Design of peptide-based inhibitors of human islet amyloid polypeptide fibrillogenesis.

Author information

1
Centre for Research in Neurodegenerative Diseases, University of Toronto, Tanz Neuroscience Building, 6 Queen's Park Crescent West, Toronto, Ontario, Canada M5S 3H2. l.scrocchi@utoronto.ca

Abstract

Human islet amyloid polypeptide (IAPP) is the major component of amyloid deposits found in the pancreas of over 90% of all cases of type-2 diabetes. We have generated a series of overlapping hexapeptides to target an amyloidogenic region of IAPP (residues 20-29) and examined their effects on fibril assembly.

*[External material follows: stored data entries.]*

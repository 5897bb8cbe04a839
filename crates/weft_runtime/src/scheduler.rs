//! Worker scheduler.
//!
//! Workers run on the blocking thread pool of an owned tokio runtime; the
//! runtime's async threads only drive timers. A suspended context holds no
//! thread: it is dispatched again when its aggregator fires.
//!
//! Every worker context is counted from creation until it reaches a terminal
//! state. The count bounds how many workers may be alive at once and backs the
//! program drain barrier.

use crate::aggregator::WorkerSignal;
use crate::config::RuntimeConfig;
use crate::context::{ContextInner, ContextRef, ContextState, ExecutionContext, ExecutionHook, Step, WorkerStep};
use crate::error::{RuntimeError, RuntimeResult};
use crate::monitor::RuntimeMetrics;
use crate::timer::TimeoutService;
use parking_lot::{Condvar, Mutex, RwLock};
use std::fmt;
use std::sync::Arc;
use std::sync::atomic::{AtomicBool, AtomicUsize, Ordering};
use std::time::Duration;
use tokio::runtime::Handle;
use tracing::{debug, error, info, trace, warn};
use weft_core::{StructuredError, Value};

struct SchedulerShared {
    config: RuntimeConfig,
    runtime: Mutex<Option<tokio::runtime::Runtime>>,
    handle: Handle,
    timers: TimeoutService,
    metrics: RuntimeMetrics,
    hook: RwLock<Option<Arc<dyn ExecutionHook>>>,
    outstanding: AtomicUsize,
    drain_lock: Mutex<()>,
    drained: Condvar,
    shut_down: AtomicBool,
}

impl Drop for SchedulerShared {
    fn drop(&mut self) {
        if let Some(runtime) = self.runtime.get_mut().take() {
            runtime.shutdown_background();
        }
    }
}

/// Cloneable handle to the worker pool
#[derive(Clone)]
pub struct Scheduler {
    shared: Arc<SchedulerShared>,
}

impl Scheduler {
    /// Start the pool
    ///
    /// # Errors
    ///
    /// Returns error if the config is invalid or the threads cannot start
    pub fn new(config: RuntimeConfig) -> RuntimeResult<Self> {
        config.validate()?;
        let runtime = tokio::runtime::Builder::new_multi_thread()
            .worker_threads(config.timer_threads)
            .max_blocking_threads(config.pool_size)
            .thread_name(config.thread_name.clone())
            .thread_keep_alive(Duration::from_millis(config.keep_alive_ms))
            .enable_time()
            .build()?;
        let handle = runtime.handle().clone();
        info!(
            pool_size = config.pool_size,
            max_outstanding = config.max_outstanding_workers,
            "Scheduler started"
        );
        Ok(Self {
            shared: Arc::new(SchedulerShared {
                timers: TimeoutService::new(handle.clone()),
                handle,
                runtime: Mutex::new(Some(runtime)),
                config,
                metrics: RuntimeMetrics::new(),
                hook: RwLock::new(None),
                outstanding: AtomicUsize::new(0),
                drain_lock: Mutex::new(()),
                drained: Condvar::new(),
                shut_down: AtomicBool::new(false),
            }),
        })
    }

    /// Configuration
    #[must_use]
    pub fn config(&self) -> &RuntimeConfig {
        &self.shared.config
    }

    /// Live counters
    #[must_use]
    pub fn metrics(&self) -> &RuntimeMetrics {
        &self.shared.metrics
    }

    /// Timer facility
    #[must_use]
    pub fn timers(&self) -> &TimeoutService {
        &self.shared.timers
    }

    /// Install an execution hook
    pub fn set_hook(&self, hook: Arc<dyn ExecutionHook>) {
        *self.shared.hook.write() = Some(hook);
    }

    /// Workers created and not yet finished
    #[must_use]
    pub fn outstanding(&self) -> usize {
        self.shared.outstanding.load(Ordering::Acquire)
    }

    /// Whether the pool was shut down
    #[must_use]
    pub fn is_shut_down(&self) -> bool {
        self.shared.shut_down.load(Ordering::Acquire)
    }

    /// Account for `count` new workers
    ///
    /// # Errors
    ///
    /// Returns `CapacityExhausted` if the limit would be exceeded, or
    /// `ShutDown` after shutdown
    pub fn reserve(&self, count: usize) -> RuntimeResult<()> {
        if self.is_shut_down() {
            return Err(RuntimeError::ShutDown);
        }
        let limit = self.shared.config.max_outstanding_workers;
        let mut current = self.shared.outstanding.load(Ordering::Acquire);
        loop {
            if current + count > limit {
                error!(outstanding = current, requested = count, limit, "Worker capacity exhausted");
                return Err(RuntimeError::CapacityExhausted {
                    outstanding: current,
                    limit,
                });
            }
            match self.shared.outstanding.compare_exchange_weak(
                current,
                current + count,
                Ordering::AcqRel,
                Ordering::Acquire,
            ) {
                Ok(_) => return Ok(()),
                Err(actual) => current = actual,
            }
        }
    }

    fn release(&self, count: usize) {
        let previous = self.shared.outstanding.fetch_sub(count, Ordering::AcqRel);
        if previous == count {
            let _guard = self.shared.drain_lock.lock();
            self.shared.drained.notify_all();
        }
    }

    /// Hand a ready context to the pool; returns the same handle
    pub fn schedule(&self, ctx: ContextRef) -> ContextRef {
        ctx.lock().state = ContextState::Scheduled;
        self.metrics().record_scheduled();
        trace!(context = %ctx.id(), worker = ctx.worker_name(), "Worker scheduled");
        self.dispatch(ctx.clone());
        ctx
    }

    /// Dispatch a context whose children fired its continuation
    pub fn resume(&self, ctx: ContextRef) {
        self.metrics().record_resumption();
        debug!(context = %ctx.id(), worker = ctx.worker_name(), "Worker resumed");
        self.dispatch(ctx);
    }

    fn dispatch(&self, ctx: ContextRef) {
        if self.is_shut_down() {
            warn!(context = %ctx.id(), "Scheduler shut down; worker dropped");
            self.abandon(&ctx);
            return;
        }
        let task = Dispatched {
            scheduler: self.clone(),
            ctx: Some(ctx),
        };
        self.shared.handle.spawn_blocking(move || task.run());
    }

    /// Fail a context that will never run and signal its aggregator
    fn abandon(&self, ctx: &ExecutionContext) {
        let error = {
            let mut inner = ctx.lock();
            if inner.state.is_terminal() {
                return;
            }
            let mut error = StructuredError::new("scheduler shut down");
            error.push_frame(ctx.trace_frame(inner.ip));
            inner.set_error(error.clone());
            inner.state = ContextState::Errored;
            error
        };
        self.finish(ctx, ContextState::Errored, Err(error));
    }

    /// Run a context on the calling thread, then any context it hands back
    /// to run inline
    pub fn execute_now(&self, ctx: ContextRef) {
        let mut next = Some(ctx);
        while let Some(ctx) = next.take() {
            next = self.run_step(&ctx);
        }
    }

    /// Record that a context waits for its children; its thread is released
    /// when the current step returns
    pub fn mark_waiting_for_response(&self, ctx: &ExecutionContext, inner: &mut ContextInner) {
        inner.state = ContextState::Suspended;
        self.metrics().record_suspension();
        debug!(context = %ctx.id(), worker = ctx.worker_name(), ip = inner.ip, "Worker suspended");
    }

    fn run_step(&self, ctx: &ContextRef) -> Option<ContextRef> {
        let worker = ctx.worker_info()?.clone();
        {
            let mut inner = ctx.lock();
            if !inner.state.is_runnable() {
                warn!(context = %ctx.id(), state = %inner.state, "Context not runnable");
                return None;
            }
            inner.state = ContextState::Running;
        }
        self.metrics().record_step();
        if let Some(hook) = self.hook() {
            hook.worker_executing(ctx);
        }
        trace!(context = %ctx.id(), worker = worker.name(), "Worker running");

        let mut inner = ctx.lock();
        let (result, inline) = match inner.error.clone() {
            Some(error) => (Err(error), None),
            None => {
                let mut step = WorkerStep::new(self, ctx, &mut inner);
                let result = worker.body().run(&mut step);
                let (awaiting, inline) = step.finish();
                (check_step(result, awaiting), inline)
            }
        };

        match result {
            Ok(Step::Await) => {
                self.mark_waiting_for_response(ctx, &mut inner);
            }
            Ok(Step::Done) => {
                inner.state = ContextState::Completed;
                let returns = std::mem::take(&mut inner.returns);
                drop(inner);
                self.finish(ctx, ContextState::Completed, Ok(returns));
            }
            Err(mut error) => {
                error.push_frame(ctx.trace_frame(inner.ip));
                inner.set_error(error.clone());
                inner.state = ContextState::Errored;
                drop(inner);
                self.finish(ctx, ContextState::Errored, Err(error));
            }
        }
        inline
    }

    fn finish(&self, ctx: &ExecutionContext, state: ContextState, outcome: Result<Vec<Option<Value>>, StructuredError>) {
        match &outcome {
            Ok(_) => {
                self.metrics().record_completion();
                debug!(context = %ctx.id(), worker = ctx.worker_name(), "Worker completed");
            }
            Err(e) => {
                self.metrics().record_failure();
                debug!(context = %ctx.id(), worker = ctx.worker_name(), error = %e, "Worker errored");
            }
        }
        if let Some(hook) = self.hook() {
            hook.worker_finished(ctx, state);
        }
        if let Some(aggregator) = ctx.aggregator() {
            aggregator.signal(WorkerSignal {
                worker: ctx.worker_name().to_string(),
                outcome,
            });
        }
        self.release(1);
    }

    fn hook(&self) -> Option<Arc<dyn ExecutionHook>> {
        self.shared.hook.read().clone()
    }

    /// Block until every outstanding worker has finished
    pub fn wait_for_drain(&self) {
        let mut guard = self.shared.drain_lock.lock();
        while self.outstanding() > 0 {
            self.shared.drained.wait(&mut guard);
        }
        debug!("Program drained");
    }

    /// Like `wait_for_drain` with a deadline; returns whether drained
    pub fn wait_for_drain_timeout(&self, timeout: Duration) -> bool {
        let mut guard = self.shared.drain_lock.lock();
        let _ = self
            .shared
            .drained
            .wait_while_for(&mut guard, |_| self.outstanding() > 0, timeout);
        self.outstanding() == 0
    }

    /// Stop the pool without waiting for running workers
    pub fn shutdown(&self) {
        if self.shared.shut_down.swap(true, Ordering::AcqRel) {
            return;
        }
        if let Some(runtime) = self.shared.runtime.lock().take() {
            runtime.shutdown_background();
        }
        info!("Scheduler shut down");
    }
}

/// Context handed to the pool; abandoned if the pool drops it unrun
struct Dispatched {
    scheduler: Scheduler,
    ctx: Option<ContextRef>,
}

impl Dispatched {
    fn run(mut self) {
        if let Some(ctx) = self.ctx.take() {
            self.scheduler.execute_now(ctx);
        }
    }
}

impl Drop for Dispatched {
    fn drop(&mut self) {
        if let Some(ctx) = self.ctx.take() {
            warn!(context = %ctx.id(), "Worker pool dropped a queued worker");
            self.scheduler.abandon(&ctx);
        }
    }
}

fn check_step(result: Result<Step, StructuredError>, awaiting: bool) -> Result<Step, StructuredError> {
    match (result, awaiting) {
        (Ok(Step::Await), false) => Err(StructuredError::new("worker suspended without starting children")),
        (Ok(Step::Done), true) => Err(StructuredError::new("worker finished while waiting for children")),
        (result, _) => result,
    }
}

impl fmt::Debug for Scheduler {
    fn fmt(&self, f: &mut fmt::Formatter<'_>) -> fmt::Result {
        f.debug_struct("Scheduler")
            .field("pool_size", &self.shared.config.pool_size)
            .field("outstanding", &self.outstanding())
            .field("shut_down", &self.is_shut_down())
            .finish()
    }
}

Peptide fragments corresponding to SNNFGA (residues 20-25) and GAILSST (residues 24-29) were strong inhibitors of the beta-sheet transition and amyloid aggregation. Circular dichroism indicated that even at 1:1 molar ratios, these peptides maintained full-length IAPP (1-37) in a largely random coil conformation. Negative stain electron microscopy revealed that co-incubation of these peptides with IAPP resulted in the formation of only semi-fibrous aggregates and loss of the typical high density and morphology of IAPP fibrils. This inhibitory activity, particularly for the SNNFGA sequence, also correlated with a reduction in IAPP-induced cytotoxicity as determined by cell culture studies. In contrast, the peptide NFGAIL (residues 22-27) enhanced IAPP fibril formation. Conversion to the amyloidogenic beta-sheet was immediate and the accompanying fibrils were more dense and complex than IAPP alone. The remaining peptide fragments either had no detectable effects or were only weakly inhibitory. Specificity of peptide activity was illustrated by the fragments, SSNNFG and AILSST. These differed from the most active inhibitors by only a single amino acid residue but delayed the random-to-beta conformational change only when used at higher molar ratios. This study has identified internal IAPP peptide fragments which can regulate fibrillogenesis and may be of therapeutic use for the treatment of type-2 diabetes.

PMID:
12054816
DOI:
10.1016/S0022-2836(02)00164-X
[Indexed for MEDLINE]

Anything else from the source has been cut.